Lynch served as the 83rd U.S. attorney general from 2015 through 2017 — only the second woman, and the first Black woman to hold that office. During her tenure, she worked to ensure equal protection of the law, notably in defense of LGBT equality in the Supreme Court case Obergefell v. Hodges, which made same-sex marriages legal in all 50 states. She vigorously defended the Voting Rights Act, challenged discrimination against transgender people, and worked to reform law enforcement practices and police training.
“The granddaughter of a sharecropper and pastor who fought against the evils of Jim Crow, Ms. Lynch has committed herself, throughout a long and distinguished career, to social and racial justice,” said Harvard President Larry Bacow. “During her tenure as the 83rd U.S. attorney general, she advanced democracy, equal justice, and the rule of law. She fought against discriminatory new obstacles to the hard-earned right to vote; she vigorously prosecuted hate crimes that targeted people, in her words, ‘because of what they look like, where they worship or whom they love’; and she investigated police brutality and challenged unconstitutional law enforcement practices in places throughout the country so that we might edge nearer to the ideal of a nation of laws, of a nation of equal justice under law.”
Lynch also served as U.S. attorney for the Eastern District of New York during both the Obama and Clinton administrations, where she defended civil and human rights and prosecuted organized crime and public corruption cases. She served on the team that won a conviction against the police officers who assaulted Abner Louima, a Haitian immigrant.
While in private practice, her extensive pro bono work included special counsel to the International Criminal Tribunal for Rwanda, investigating allegations of witness tampering and false testimony. She also trained junior lawyers who prosecuted those responsible for the 1994 genocide and human rights violations.

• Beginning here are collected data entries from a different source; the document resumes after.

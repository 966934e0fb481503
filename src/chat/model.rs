use std::collections::HashSet;

use serde::{Deserialize, Serialize};
use serde_json::{Map, Value};
use sqlx::types::Json;
use time::OffsetDateTime;
use uuid::Uuid;

use crate::{db::from_millis, AppError, AppResult};

/// `messageType` of server-generated notices (joins, leaves).
pub const SYSTEM_MESSAGE: i64 = 0;
pub const TEXT_MESSAGE: i64 = 1;

/// Namespace for direct-room ids; a direct room's id is a v5 UUID over its
/// two member ids in ascending order.
const DIRECT_ROOM_NAMESPACE: Uuid = Uuid::from_u128(0x6c1f_3a52_9d4e_4b8a_a0f7_2e5d_c9b1_0834);

#[derive(Debug, Clone, PartialEq, Serialize, Deserialize)]
#[serde(rename_all = "camelCase")]
pub struct Message {
    #[serde(rename = "_id")]
    pub id: Uuid,
    pub author: Uuid,
    pub message_type: i64,
    pub content: String,
    #[serde(with = "time::serde::rfc3339")]
    pub created_at: OffsetDateTime,
    pub like_by: Vec<Uuid>,
    pub read_by: Vec<Uuid>,
}

impl Message {
    pub fn new(author: Uuid, message_type: i64, content: impl Into<String>) -> Message {
        Message {
            id: Uuid::now_v7(),
            author,
            message_type,
            content: content.into(),
            created_at: OffsetDateTime::now_utc(),
            like_by: Vec::new(),
            read_by: Vec::new(),
        }
    }

    pub fn system(author: Uuid, content: impl Into<String>) -> Message {
        Message::new(author, SYSTEM_MESSAGE, content)
    }

    pub fn is_system(&self) -> bool {
        self.message_type == SYSTEM_MESSAGE
    }
}

#[derive(Debug, Clone, PartialEq, Serialize, Deserialize)]
#[serde(rename_all = "camelCase")]
pub struct Room {
    #[serde(rename = "_id")]
    pub id: Uuid,
    pub members: Vec<Uuid>,
    pub messages: Vec<Message>,
    #[serde(with = "time::serde::rfc3339")]
    pub created_at: OffsetDateTime,
    pub is_group: bool,
    pub group_name: Option<String>,
    pub group_photo_url: Option<String>,
}

impl Room {
    pub fn has_member(&self, user: Uuid) -> bool {
        self.members.contains(&user)
    }

    /// Time of the newest message, or creation time for an empty room.
    pub fn last_activity(&self) -> OffsetDateTime {
        self.messages.last().map_or(self.created_at, |m| m.created_at)
    }
}

/// A room creation request, before an id or timestamp is assigned.
#[derive(Debug, Clone, Default, Deserialize)]
#[serde(rename_all = "camelCase", deny_unknown_fields)]
pub struct NewRoom {
    pub members: Vec<Uuid>,
    #[serde(default)]
    pub is_group: bool,
    #[serde(default)]
    pub group_name: Option<String>,
    #[serde(default)]
    pub group_photo_url: Option<String>,
}

impl NewRoom {
    pub fn direct(a: Uuid, b: Uuid) -> NewRoom {
        NewRoom { members: vec![a, b], ..NewRoom::default() }
    }

    pub fn group(name: impl Into<String>, members: Vec<Uuid>) -> NewRoom {
        NewRoom {
            members,
            is_group: true,
            group_name: Some(name.into()),
            group_photo_url: None,
        }
    }

    /// Check the member invariants and pick the room id.
    ///
    /// Direct rooms get the canonical pair id; group rooms a fresh one.
    pub fn room_id(&self) -> AppResult<Uuid> {
        let distinct: HashSet<_> = self.members.iter().collect();
        if distinct.len() != self.members.len() {
            return Err(AppError::Validation("room members must be distinct".to_owned()));
        }

        if self.is_group {
            if self.members.is_empty() {
                return Err(AppError::Validation("a group room needs at least one member".to_owned()));
            }
            return Ok(Uuid::now_v7());
        }

        match self.members.as_slice() {
            [a, b] => Ok(direct_room_id(*a, *b)),
            members => Err(AppError::Validation(format!(
                "a direct room needs exactly 2 members, got {}",
                members.len()
            ))),
        }
    }
}

pub fn direct_room_id(a: Uuid, b: Uuid) -> Uuid {
    let (lo, hi) = if a <= b { (a, b) } else { (b, a) };
    let mut name = [0u8; 32];
    name[..16].copy_from_slice(lo.as_bytes());
    name[16..].copy_from_slice(hi.as_bytes());
    Uuid::new_v5(&DIRECT_ROOM_NAMESPACE, &name)
}

/// Mutable room fields. Anything else in a patch body is rejected.
///
/// An absent field is left alone; an explicit `null` clears it.
#[derive(Debug, Clone, Default, Deserialize)]
#[serde(rename_all = "camelCase", deny_unknown_fields)]
pub struct RoomPatch {
    #[serde(default, deserialize_with = "present")]
    pub group_name: Option<Option<String>>,
    #[serde(default, deserialize_with = "present")]
    pub group_photo_url: Option<Option<String>>,
}

/// Marks a field as present, so `null` decodes to `Some(None)`.
fn present<'de, D, T>(de: D) -> Result<Option<T>, D::Error>
where
    D: serde::Deserializer<'de>,
    T: Deserialize<'de>,
{
    T::deserialize(de).map(Some)
}

impl RoomPatch {
    pub fn is_empty(&self) -> bool {
        self.group_name.is_none() && self.group_photo_url.is_none()
    }

    /// Split into `(set, cleared)` document fields, as a change event reports them.
    pub fn fields(&self) -> (Map<String, Value>, Vec<String>) {
        let mut set = Map::new();
        let mut cleared = Vec::new();
        for (field, value) in [("groupName", &self.group_name), ("groupPhotoUrl", &self.group_photo_url)] {
            match value {
                Some(Some(v)) => {
                    set.insert(field.to_owned(), Value::from(v.as_str()));
                }
                Some(None) => cleared.push(field.to_owned()),
                None => {}
            }
        }
        (set, cleared)
    }
}

pub(crate) const ROOM_COLUMNS: &str = "id,members,messages,created_at,is_group,group_name,group_photo_url";

#[derive(sqlx::FromRow)]
pub(crate) struct RoomRow {
    id: String,
    members: Json<Vec<Uuid>>,
    messages: Json<Vec<Message>>,
    created_at: i64,
    is_group: bool,
    group_name: Option<String>,
    group_photo_url: Option<String>,
}

impl TryFrom<RoomRow> for Room {
    type Error = AppError;

    fn try_from(row: RoomRow) -> AppResult<Room> {
        Ok(Room {
            id: Uuid::parse_str(&row.id)?,
            members: row.members.0,
            messages: row.messages.0,
            created_at: from_millis(row.created_at)?,
            is_group: row.is_group,
            group_name: row.group_name,
            group_photo_url: row.group_photo_url,
        })
    }
}
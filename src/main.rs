use chatterbox::{app, config::Config, db, AppState};
use tracing_subscriber::{layer::SubscriberExt, util::SubscriberInitExt, EnvFilter};

#[tokio::main]
async fn main() -> anyhow::Result<()> {
    tracing_subscriber::registry()
        .with(EnvFilter::try_from_default_env().unwrap_or_else(|_| EnvFilter::new("info,sqlx=warn")))
        .with(tracing_subscriber::fmt::layer())
        .init();

    let config = Config::from_env()?;
    let store = db::connect(&config).await?;

    let listener = tokio::net::TcpListener::bind(config.bind_addr).await?;
    tracing::info!(addr = %config.bind_addr, "listening");

    axum::serve(listener, app(AppState::new(store, config))).await?;
    Ok(())
}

At a young age, Lynch, the daughter of a librarian and a Baptist minister, became inspired by students who planned anti-segregation boycotts at her father’s church and by listening to stories of her grandfather’s heroism in helping Black families to relocate away from locations where Jim Crow was the norm in the 1930s. Lynch is a graduate of Harvard College and Harvard Law School, and is currently a partner at Paul, Weiss in New York.
With leadership from the Office for Equity, Diversity, Inclusion, and Belonging, the annual Dr. Martin Luther King Jr. Commemorative Lecture each year recognizes and honors those who have, like King, committed themselves to social and racial justice. All members of the Harvard community were invited to submit a nominee for the 2023 lecture.